** Listed entries follows **
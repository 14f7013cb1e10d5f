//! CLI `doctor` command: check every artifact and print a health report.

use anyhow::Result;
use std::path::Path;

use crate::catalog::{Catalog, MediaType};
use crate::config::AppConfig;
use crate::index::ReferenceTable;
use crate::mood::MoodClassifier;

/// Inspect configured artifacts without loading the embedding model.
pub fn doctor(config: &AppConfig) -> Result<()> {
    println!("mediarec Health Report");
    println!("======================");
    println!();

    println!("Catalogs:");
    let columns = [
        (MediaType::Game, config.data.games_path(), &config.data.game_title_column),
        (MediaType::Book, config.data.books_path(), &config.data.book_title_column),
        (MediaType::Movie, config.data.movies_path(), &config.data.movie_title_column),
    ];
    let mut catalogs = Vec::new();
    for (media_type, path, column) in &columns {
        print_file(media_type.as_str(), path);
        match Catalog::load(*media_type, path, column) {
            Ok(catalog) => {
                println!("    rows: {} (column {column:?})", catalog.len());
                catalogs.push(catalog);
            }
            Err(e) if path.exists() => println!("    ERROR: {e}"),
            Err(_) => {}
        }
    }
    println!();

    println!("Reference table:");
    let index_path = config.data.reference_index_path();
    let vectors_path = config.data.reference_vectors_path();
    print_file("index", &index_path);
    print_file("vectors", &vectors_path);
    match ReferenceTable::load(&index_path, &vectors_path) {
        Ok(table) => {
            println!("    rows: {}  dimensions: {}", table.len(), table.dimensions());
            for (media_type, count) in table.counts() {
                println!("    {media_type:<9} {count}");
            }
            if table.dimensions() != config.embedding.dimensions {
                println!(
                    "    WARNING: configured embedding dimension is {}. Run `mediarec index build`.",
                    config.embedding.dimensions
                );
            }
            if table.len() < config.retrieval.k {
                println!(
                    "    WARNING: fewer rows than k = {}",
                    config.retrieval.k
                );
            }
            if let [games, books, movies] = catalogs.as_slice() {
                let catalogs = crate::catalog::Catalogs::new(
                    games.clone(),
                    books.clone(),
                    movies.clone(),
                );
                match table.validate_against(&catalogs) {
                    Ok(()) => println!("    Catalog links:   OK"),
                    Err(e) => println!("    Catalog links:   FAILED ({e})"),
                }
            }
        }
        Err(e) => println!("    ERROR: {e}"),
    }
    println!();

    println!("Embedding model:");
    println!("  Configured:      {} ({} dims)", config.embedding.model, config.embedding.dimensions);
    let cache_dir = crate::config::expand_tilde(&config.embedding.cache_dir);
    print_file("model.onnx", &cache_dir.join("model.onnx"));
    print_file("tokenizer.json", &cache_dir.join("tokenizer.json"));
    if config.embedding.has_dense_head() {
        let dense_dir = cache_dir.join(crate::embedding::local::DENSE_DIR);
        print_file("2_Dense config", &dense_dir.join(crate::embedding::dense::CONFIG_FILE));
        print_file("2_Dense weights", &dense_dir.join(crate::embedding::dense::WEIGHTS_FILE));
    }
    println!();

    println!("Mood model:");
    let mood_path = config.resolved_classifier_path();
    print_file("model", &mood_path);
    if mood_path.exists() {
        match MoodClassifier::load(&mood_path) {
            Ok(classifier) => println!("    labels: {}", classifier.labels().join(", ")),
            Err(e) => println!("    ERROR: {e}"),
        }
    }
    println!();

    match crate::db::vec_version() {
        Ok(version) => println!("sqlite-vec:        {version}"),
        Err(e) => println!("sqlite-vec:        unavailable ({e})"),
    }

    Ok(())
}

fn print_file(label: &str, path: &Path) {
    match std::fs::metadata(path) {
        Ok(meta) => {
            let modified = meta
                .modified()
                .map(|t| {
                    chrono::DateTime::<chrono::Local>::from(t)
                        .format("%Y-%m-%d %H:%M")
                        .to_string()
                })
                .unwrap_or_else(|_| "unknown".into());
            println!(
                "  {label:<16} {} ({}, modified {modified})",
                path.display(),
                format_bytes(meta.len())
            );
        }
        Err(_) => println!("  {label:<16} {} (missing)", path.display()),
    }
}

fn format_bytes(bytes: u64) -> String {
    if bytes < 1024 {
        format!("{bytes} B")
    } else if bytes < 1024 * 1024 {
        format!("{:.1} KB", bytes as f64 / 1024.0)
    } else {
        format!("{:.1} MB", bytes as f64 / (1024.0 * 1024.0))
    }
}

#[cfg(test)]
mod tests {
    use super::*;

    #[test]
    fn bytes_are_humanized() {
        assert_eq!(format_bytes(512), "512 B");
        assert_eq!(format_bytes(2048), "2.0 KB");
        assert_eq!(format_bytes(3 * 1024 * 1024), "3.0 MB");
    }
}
** End of Listed entries **
** Listed entries follows **
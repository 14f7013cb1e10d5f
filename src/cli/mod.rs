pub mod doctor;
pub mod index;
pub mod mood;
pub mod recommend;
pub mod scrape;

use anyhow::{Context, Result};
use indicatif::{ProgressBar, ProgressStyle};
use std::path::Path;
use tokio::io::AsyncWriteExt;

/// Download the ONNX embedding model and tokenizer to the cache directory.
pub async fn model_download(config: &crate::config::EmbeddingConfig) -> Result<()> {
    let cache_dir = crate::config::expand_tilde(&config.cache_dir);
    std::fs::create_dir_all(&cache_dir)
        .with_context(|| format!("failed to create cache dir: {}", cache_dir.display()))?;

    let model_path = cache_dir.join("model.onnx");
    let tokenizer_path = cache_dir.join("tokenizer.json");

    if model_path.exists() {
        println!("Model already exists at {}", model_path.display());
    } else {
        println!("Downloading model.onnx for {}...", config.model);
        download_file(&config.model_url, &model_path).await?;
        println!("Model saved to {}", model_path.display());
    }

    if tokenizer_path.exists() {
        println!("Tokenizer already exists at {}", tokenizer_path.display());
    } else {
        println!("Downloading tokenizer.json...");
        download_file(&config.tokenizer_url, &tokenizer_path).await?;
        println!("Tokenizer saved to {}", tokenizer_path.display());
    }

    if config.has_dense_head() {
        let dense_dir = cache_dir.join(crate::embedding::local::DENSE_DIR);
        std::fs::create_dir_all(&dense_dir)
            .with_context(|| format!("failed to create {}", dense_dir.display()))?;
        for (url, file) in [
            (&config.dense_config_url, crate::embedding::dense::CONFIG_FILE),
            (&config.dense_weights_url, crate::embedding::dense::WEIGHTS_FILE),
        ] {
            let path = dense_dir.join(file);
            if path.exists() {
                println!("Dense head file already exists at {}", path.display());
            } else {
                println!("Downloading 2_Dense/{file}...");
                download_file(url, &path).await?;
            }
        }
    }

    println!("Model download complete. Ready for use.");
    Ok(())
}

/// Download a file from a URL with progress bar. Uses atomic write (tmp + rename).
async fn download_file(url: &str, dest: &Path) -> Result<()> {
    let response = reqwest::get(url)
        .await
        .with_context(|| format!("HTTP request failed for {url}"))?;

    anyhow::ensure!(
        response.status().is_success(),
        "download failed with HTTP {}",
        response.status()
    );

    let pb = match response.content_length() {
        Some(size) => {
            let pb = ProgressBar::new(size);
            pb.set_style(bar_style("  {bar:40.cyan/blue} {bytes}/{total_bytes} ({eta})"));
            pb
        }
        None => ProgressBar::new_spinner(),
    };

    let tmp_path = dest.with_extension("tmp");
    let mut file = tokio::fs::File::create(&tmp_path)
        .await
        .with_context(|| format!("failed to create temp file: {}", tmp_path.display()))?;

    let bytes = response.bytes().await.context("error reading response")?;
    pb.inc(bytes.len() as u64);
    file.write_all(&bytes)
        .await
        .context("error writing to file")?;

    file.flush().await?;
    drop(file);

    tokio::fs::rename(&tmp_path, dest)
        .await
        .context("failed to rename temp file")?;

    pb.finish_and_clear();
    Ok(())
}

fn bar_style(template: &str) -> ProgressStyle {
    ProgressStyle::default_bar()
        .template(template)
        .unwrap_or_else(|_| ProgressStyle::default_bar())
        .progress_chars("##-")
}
** End of Listed entries **
■ Assignment
Tell how many lines in the data include the string "saved". Reply with the number and no other text.

■ Exercise answer
2